Físico dinamarquês
Niels Henrik David Bohr
07 /10/1885, Copenhague, Dinamarca
18 /11/1962, Copenhague, Dinamarca
Da Página 3 - Pedagogia & Comunicação
"Conta-se que Niels Bohr mandou pendurar uma ferradura na porta de sua casa. Associar uma ferradura à sorte não passa de uma superstição e Bohr podia ser qualquer coisa, menos supersticioso. Um dia, ele recebeu a visita de um amigo que ficou espantado com a ferradura na porta e lhe perguntou: 'Quer dizer que você acredita nessas coisas?' E Bohr respondeu: 'Não. Mas me disseram que apesar disso a coisa funciona mesmo.'"

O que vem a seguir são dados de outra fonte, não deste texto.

//! Caller-supplied unlock material for a signing or vault-unlock call
//! (§4.D step 3).

use zeroize::Zeroize;

use crate::factor::FactorCombination;

/// Raw unlock inputs for the factors a caller wants to use on a single
/// call. `possession_key` is opaque device-bound entropy the platform
/// layer supplies (key material derivation is not this crate's concern,
/// per the possession-key Open Question); `password` is the plaintext PIN
/// or passphrase, folded into the knowledge unlock key via PBKDF2.
#[derive(Default)]
pub struct SignatureUnlockKeys {
    pub possession_key: Option<[u8; 16]>,
    pub biometry_key: Option<[u8; 16]>,
    password: Option<Vec<u8>>,
}

impl SignatureUnlockKeys {
    pub fn new() -> Self {
        Self::default()
    }

    pub fn with_possession(mut self, key: [u8; 16]) -> Self {
        self.possession_key = Some(key);
        self
    }

    pub fn with_biometry(mut self, key: [u8; 16]) -> Self {
        self.biometry_key = Some(key);
        self
    }

    pub fn with_password(mut self, password: impl Into<Vec<u8>>) -> Self {
        self.password = Some(password.into());
        self
    }

    pub fn password(&self) -> Option<&[u8]> {
        self.password.as_deref()
    }
}

impl Drop for SignatureUnlockKeys {
    fn drop(&mut self) {
        self.possession_key.zeroize();
        self.biometry_key.zeroize();
        if let Some(p) = self.password.as_mut() {
            p.zeroize();
        }
    }
}

/// A signing request's factor selection and its unlock material.
///
/// `vault_unlock` ORs the `PREPARE_VAULT_UNLOCK` bit into the derivation
/// salt (§4.E) without changing `factors`' header representation — kept
/// as a separate flag rather than folded into `FactorCombination` so that
/// enum stays an exhaustive, vault-agnostic factor selector.
pub struct PowerAuthAuthentication {
    pub factors: FactorCombination,
    pub unlock_keys: SignatureUnlockKeys,
    pub vault_unlock: bool,
}

impl PowerAuthAuthentication {
    pub fn new(factors: FactorCombination, unlock_keys: SignatureUnlockKeys) -> Self {
        Self {
            factors,
            unlock_keys,
            vault_unlock: false,
        }
    }

    pub fn for_vault_unlock(factors: FactorCombination, unlock_keys: SignatureUnlockKeys) -> Self {
        Self {
            factors,
            unlock_keys,
            vault_unlock: true,
        }
    }
}
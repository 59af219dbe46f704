//! Dashboard application core
//!
//! - `App`: main loop driving the terminal
//! - `state`: state types for each screen
//! - `handler`: key handling

pub mod handler;
pub mod state;

use std::time::Duration;

use chrono::{DateTime, Utc};
use tokio::sync::mpsc;
use tracing::{error, info};

use crate::cli::Inputs;
use crate::error::{AppError, AppResult, FetchError};
use crate::event::poll_key;
use crate::model::TakeWhile;
use crate::service::{CommitClient, CredentialStore, HttpTransport, Velocity};
use crate::tui::Tui;
use crate::ui::render;

pub use handler::Action;
pub use state::{AppState, DashboardState, TaskResult};

/// Dashboard application
pub struct App<H, S> {
    client: CommitClient<H, S>,
    inputs: Inputs,
    velocity: Velocity,
    /// Reference time for the velocity windows
    now: DateTime<Utc>,
    state: AppState,
    /// Retrieval error, returned from `run` once the user leaves the error screen
    failure: Option<FetchError>,
    /// Tick count for animations
    tick_count: u64,
    task_rx: mpsc::UnboundedReceiver<TaskResult>,
    task_tx: mpsc::UnboundedSender<TaskResult>,
}

impl<H, S> App<H, S>
where
    H: HttpTransport + 'static,
    S: CredentialStore + 'static,
{
    pub fn new(client: CommitClient<H, S>, inputs: Inputs, now: DateTime<Utc>) -> Self {
        let (task_tx, task_rx) = mpsc::unbounded_channel();
        Self {
            client,
            velocity: Velocity::new(inputs.format),
            inputs,
            now,
            state: AppState::Loading,
            failure: None,
            tick_count: 0,
            task_rx,
            task_tx,
        }
    }

    /// Run the main loop until the user quits
    pub async fn run(&mut self, tui: &mut Tui) -> AppResult<()> {
        self.spawn_load_commits();

        loop {
            if matches!(self.state, AppState::Quitting) {
                break;
            }

            tui.draw(|frame| self.render(frame))?;

            if let Some(key) = poll_key(Duration::from_millis(16)) {
                let action = handler::handle_key(&mut self.state, key);
                if action == Action::Quit {
                    self.state = AppState::Quitting;
                }
            }

            while let Ok(result) = self.task_rx.try_recv() {
                self.handle_task_result(result);
            }

            self.tick_count = self.tick_count.wrapping_add(1);
        }

        self.finish()
    }

    /// Outcome of the session: the retrieval error if there was one
    fn finish(&mut self) -> AppResult<()> {
        match self.failure.take() {
            Some(e) => Err(AppError::Fetch(e)),
            None => Ok(()),
        }
    }

    fn render(&mut self, frame: &mut ratatui::Frame) {
        match &mut self.state {
            AppState::Loading => {
                let message = format!(
                    "Pulling commits for {}/{}...",
                    self.inputs.owner, self.inputs.repository
                );
                render::render_loading(frame, &message, self.tick_count);
            }
            AppState::Error(msg) => render::render_error(frame, msg),
            AppState::Dashboard(dashboard) => render::render_dashboard(frame, dashboard, self.now),
            AppState::Quitting => {}
        }
    }

    fn handle_task_result(&mut self, result: TaskResult) {
        match result {
            TaskResult::CommitsLoaded(Ok(commits)) => {
                let report = self.velocity.summarize(&commits, self.now);
                info!(
                    fetched = commits.len(),
                    current = report.current,
                    previous = report.previous,
                    "Commits loaded"
                );
                self.state = AppState::Dashboard(DashboardState::new(self.inputs.clone(), report));
            }
            TaskResult::CommitsLoaded(Err(e)) => {
                error!(error = %e, "Failed to pull commits");
                self.state = AppState::Error(format!("Failed to pull commits: {}", e));
                self.failure = Some(e);
            }
        }
    }

    /// Retrieve commits in the background, stopping once pages reach past the previous period
    fn spawn_load_commits(&self) {
        let client = self.client.clone();
        let repository = self.inputs.repository.clone();
        let owner = self.inputs.owner.clone();
        let stop = self.velocity.stop_predicate(self.now);
        let tx = self.task_tx.clone();

        tokio::spawn(async move {
            let take_while: &TakeWhile = &stop;
            let result = client
                .get_commits_by_repo(&repository, &owner, Some(take_while))
                .await;
            let _ = tx.send(TaskResult::CommitsLoaded(result));
        });
    }
}
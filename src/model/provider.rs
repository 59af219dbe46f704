use std::fmt;
use std::str::FromStr;

use crate::error::AppError;

/// Supported commit-hosting services
#[derive(Debug, Clone, Copy, PartialEq, Eq, Hash)]
pub enum Provider {
    GitHub,
    BitBucket,
}

impl Provider {
    pub const ALL: [Provider; 2] = [Provider::GitHub, Provider::BitBucket];

    /// Display name used in prompts and reports
    pub fn display_name(&self) -> &'static str {
        match self {
            Provider::GitHub => "GitHub",
            Provider::BitBucket => "BitBucket",
        }
    }

    /// Name of the credential token file for this provider
    pub fn token_name(&self) -> &'static str {
        match self {
            Provider::GitHub => ".github_token",
            Provider::BitBucket => ".bitbucket_token",
        }
    }

    /// Detect the provider from a remote URL or host name
    pub fn from_url(url: &str) -> Option<Self> {
        let url = url.to_ascii_lowercase();
        if url.contains("github") {
            Some(Provider::GitHub)
        } else if url.contains("bitbucket") {
            Some(Provider::BitBucket)
        } else {
            None
        }
    }
}

impl fmt::Display for Provider {
    fn fmt(&self, f: &mut fmt::Formatter<'_>) -> fmt::Result {
        f.write_str(self.display_name())
    }
}

impl FromStr for Provider {
    type Err = AppError;

    fn from_str(s: &str) -> Result<Self, Self::Err> {
        match s.trim().to_ascii_lowercase().as_str() {
            "github" => Ok(Provider::GitHub),
            "bitbucket" => Ok(Provider::BitBucket),
            other => Err(AppError::Configuration(format!(
                "Unknown provider type '{}' (expected github or bitbucket)",
                other
            ))),
        }
    }
}
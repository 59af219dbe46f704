use crate::error::{CredentialError, FetchResult};
use crate::model::Credentials;

use super::http::{HttpResponse, RequestConfig};

/// A single authenticated HTTP GET.
///
/// Non-200 statuses are returned as responses, not errors; the caller
/// decides what a failed status means.
pub trait HttpTransport: Clone + Send + Sync {
    fn get(
        &self,
        url: &str,
        request: &RequestConfig,
    ) -> impl std::future::Future<Output = FetchResult<HttpResponse>> + Send;
}

/// Key-value store for provider credentials, keyed by token name.
pub trait CredentialStore: Clone + Send + Sync {
    fn is_initialized(&self, token: &str) -> bool;

    fn get(&self, token: &str) -> Result<Credentials, CredentialError>;

    fn set(&self, token: &str, credentials: &Credentials) -> Result<(), CredentialError>;
}
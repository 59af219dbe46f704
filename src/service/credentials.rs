use std::collections::HashMap;
use std::fs;
use std::io::ErrorKind;
use std::path::{Path, PathBuf};
use std::sync::{Arc, Mutex};

use tracing::{debug, info};

use crate::error::CredentialError;
use crate::model::Credentials;

use super::traits::CredentialStore;

/// Stores each provider's credentials as a JSON file named after its token
/// (e.g. `~/.github_token`).
#[derive(Debug, Clone)]
pub struct FileCredentialStore {
    dir: PathBuf,
}

impl FileCredentialStore {
    /// Store rooted at the user's home directory
    pub fn new() -> Result<Self, CredentialError> {
        let dir = dirs::home_dir().ok_or(CredentialError::NoHomeDir)?;
        Ok(Self { dir })
    }

    pub fn with_dir(dir: impl Into<PathBuf>) -> Self {
        Self { dir: dir.into() }
    }

    pub fn path_for(&self, token: &str) -> PathBuf {
        self.dir.join(token)
    }
}

impl CredentialStore for FileCredentialStore {
    fn is_initialized(&self, token: &str) -> bool {
        self.path_for(token).is_file()
    }

    fn get(&self, token: &str) -> Result<Credentials, CredentialError> {
        let path = self.path_for(token);
        let raw = fs::read_to_string(&path).map_err(|e| match e.kind() {
            ErrorKind::NotFound => CredentialError::Missing(token.to_string()),
            _ => CredentialError::Malformed {
                token: token.to_string(),
                reason: e.to_string(),
            },
        })?;

        debug!(path = %path.display(), "Read credentials");

        serde_json::from_str(&raw).map_err(|e| CredentialError::Malformed {
            token: token.to_string(),
            reason: e.to_string(),
        })
    }

    fn set(&self, token: &str, credentials: &Credentials) -> Result<(), CredentialError> {
        let path = self.path_for(token);
        let json = serde_json::to_string(credentials).map_err(|e| CredentialError::Malformed {
            token: token.to_string(),
            reason: e.to_string(),
        })?;

        fs::write(&path, json)?;
        restrict_permissions(&path)?;

        info!(path = %path.display(), "Stored credentials");
        Ok(())
    }
}

#[cfg(unix)]
fn restrict_permissions(path: &Path) -> std::io::Result<()> {
    use std::os::unix::fs::PermissionsExt;
    fs::set_permissions(path, fs::Permissions::from_mode(0o600))
}

#[cfg(not(unix))]
fn restrict_permissions(_path: &Path) -> std::io::Result<()> {
    Ok(())
}

/// Credential store held in memory, shared between clones
#[derive(Debug, Clone, Default)]
pub struct MemoryCredentialStore {
    entries: Arc<Mutex<HashMap<String, Credentials>>>,
}

impl MemoryCredentialStore {
    pub fn new() -> Self {
        Self::default()
    }

    pub fn with(self, token: &str, credentials: Credentials) -> Self {
        self.entries
            .lock()
            .unwrap_or_else(|e| e.into_inner())
            .insert(token.to_string(), credentials);
        self
    }
}

impl CredentialStore for MemoryCredentialStore {
    fn is_initialized(&self, token: &str) -> bool {
        self.entries
            .lock()
            .unwrap_or_else(|e| e.into_inner())
            .contains_key(token)
    }

    fn get(&self, token: &str) -> Result<Credentials, CredentialError> {
        self.entries
            .lock()
            .unwrap_or_else(|e| e.into_inner())
            .get(token)
            .cloned()
            .ok_or_else(|| CredentialError::Missing(token.to_string()))
    }

    fn set(&self, token: &str, credentials: &Credentials) -> Result<(), CredentialError> {
        self.entries
            .lock()
            .unwrap_or_else(|e| e.into_inner())
            .insert(token.to_string(), credentials.clone());
        Ok(())
    }
}
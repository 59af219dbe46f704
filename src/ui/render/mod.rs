//! UI rendering functions, one module per screen.

mod common;
mod dashboard;

pub use common::{render_error, render_loading};
pub use dashboard::render_dashboard;
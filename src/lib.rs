//! git-velocity - commit velocity for GitHub and BitBucket repositories
//!
//! Pulls a repository's commit history from the hosting provider's REST API,
//! buckets it into the current and previous week, month or year, and shows
//! the result as a console report or a terminal dashboard.
//!
//! # Architecture
//!
//! - [`service`]: paged retrieval, provider adapters, the [`CommitClient`]
//!   façade, credential storage and velocity bucketing
//! - [`model`]: commits, credentials and providers
//! - [`cli`]: flags and interactive prompts
//! - [`output`]: plain console report
//! - [`app`] and [`ui`]: the terminal dashboard
//!
//! # Example
//!
//! ```rust,no_run
//! use git_velocity::{CommitClient, Provider, ServiceConfig};
//!
//! #[tokio::main]
//! async fn main() -> git_velocity::AppResult<()> {
//!     let client = CommitClient::connect(Provider::GitHub, &ServiceConfig::default())?;
//!     let commits = client.get_commits_by_repo("cargo", "rust-lang", None).await?;
//!     println!("{} commits", commits.len());
//!     Ok(())
//! }
//! ```

pub mod app;
pub mod cli;
pub mod config;
pub mod error;
pub mod event;
pub mod logging;
pub mod model;
pub mod output;
pub mod service;
pub mod tui;
pub mod ui;
pub mod util;

// Re-export commonly used types at the crate root
pub use app::App;
pub use config::{ServiceConfig, Timeouts};
pub use error::{AppError, AppResult, CredentialError, FetchError, FetchResult};
pub use model::{Commit, Credentials, Provider};
pub use service::{CommitClient, CredentialStore, HttpTransport};
pub use tui::Tui;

Essa anedota encontra-se em "O Mundo de Sofia", livro de Jostein Gaardner, e dá uma idéia do ceticismo de Bohr, prêmio Nobel de física de 1922, que é considerado o maior nome da disciplina no século 20, depois de Einstein.
Nascido em Copenhague, Bohr teve uma infância segura e feliz, em ambiente familiar culto e economicamente confortável. O pai, Christian Bohr, professor de fisiologia da Universidade de Copenhague, era cientista de renome internacional. A mãe, Ellen Adler Bohr, pertencia a uma das mais ilustres famílias judias da Dinamarca.
Ainda estudante na Universidade de Copenhague, Bohr recebeu a medalha de ouro da Real Academia Dinamarquesa de Ciências e Letras. Aos 26 anos, já era doutor, com uma tese sobre o movimento dos elétrons nos metais, trabalho em que começava a apontar a inadequação da física clássica para lidar com fenômenos em escala atômica. Sua formação prosseguiu em grande estilo, com uma bolsa da Fundação Carlsberg para estudar em Cambridge, Inglaterra. Ali esperava trabalhar com Joseph Thomson, descobridor do elétron, em 1896, e Prêmio Nobel de física de 1906.
Em 1912, Bohr se mudou para Manchester e se reuniu ao grupo de físicos que, liderados por Ernest Rutherford, avançava nas pesquisas sobre o interior do átomo. O neozelandês Rutherford imaginava o átomo como um sistema solar, no qual o núcleo atômico fazia o papel do Sol e os elétrons, o papel dos planetas. Esse modelo contradizia as leis do eletromagnetismo clássico.
O jovem Bohr, porém, concluiu que não era o modelo de Rutherford que estava errado, mas as leis da física clássica que não se aplicavam aos fenômenos atômicos. Assim estabeleceu o marco inicial da física do átomo, ensinando como calcular as órbitas dos elétrons no seu interior.
Após ganhar o Nobel, em 1922, liderou a geração de físicos de várias nacionalidades cujo esforço levou à mecânica quântica - que revolucionou os conceitos da ciência clássica e, ao lado da relatividade einsteiniana, fundou a física daquele século.
Bohr casou-se na Dinamarca, com Margrethe Norlund, que se tornou mãe de seus cinco filhos homens. Um deles, Christian, morreria afogado em 1934, quando uma tempestade o arrancou do barco. Outro, Aage, seguiria a carreira do pai, e também ganharia o Prêmio Nobel, em 1975.
Às vésperas da Segunda Guerra Mundial, Bohr foi além do átomo e mostrou como calcular a energia liberada pela quebra, ou fissão, do próprio núcleo atômico - o primeiro passo para a construção dos artefatos nucleares. Mais tarde, depois de participar dois anos do projeto de produção da bomba, Bohr se conscientizou da terrível perspectiva que ela abria para a humanidade. Já em 1944, tentou, inutilmente, persuadir o primeiro-ministro inglês Winston Churchill e o presidente americano Franklin Delano Roosevelt da necessidade de negociações internacionais, incluindo a União Soviética, para tratar da questão.
Na década de 50, em meio à Guerra Fria, empenhou-se na luta pelo uso pacífico da energia atômica (foi o primeiro a receber o prêmio Átomos para a Paz, em 1957). Em carta pública à ONU, clamou pela construção de um "mundo aberto", convencido de que o livre trânsito de pessoas e idéias era indispensável ao controle da energia nuclear.
Com a teoria da relatividade, Einstein revolucionou conceitos fundamentais da física, mas até o final de sua vida ele se manteve fiel a um pressuposto da visão de mundo clássica: o de que as leis da natureza determinam vigorosamente os fenômenos, e que o cientista pode conhecer tais leis com total objetividade. Foi exatamente isso que Bohr abandonou na chamada interpretação de Copenhague da mecânica quântica.
O cientista morreu de um ataque cardíaco, aos 77 anos.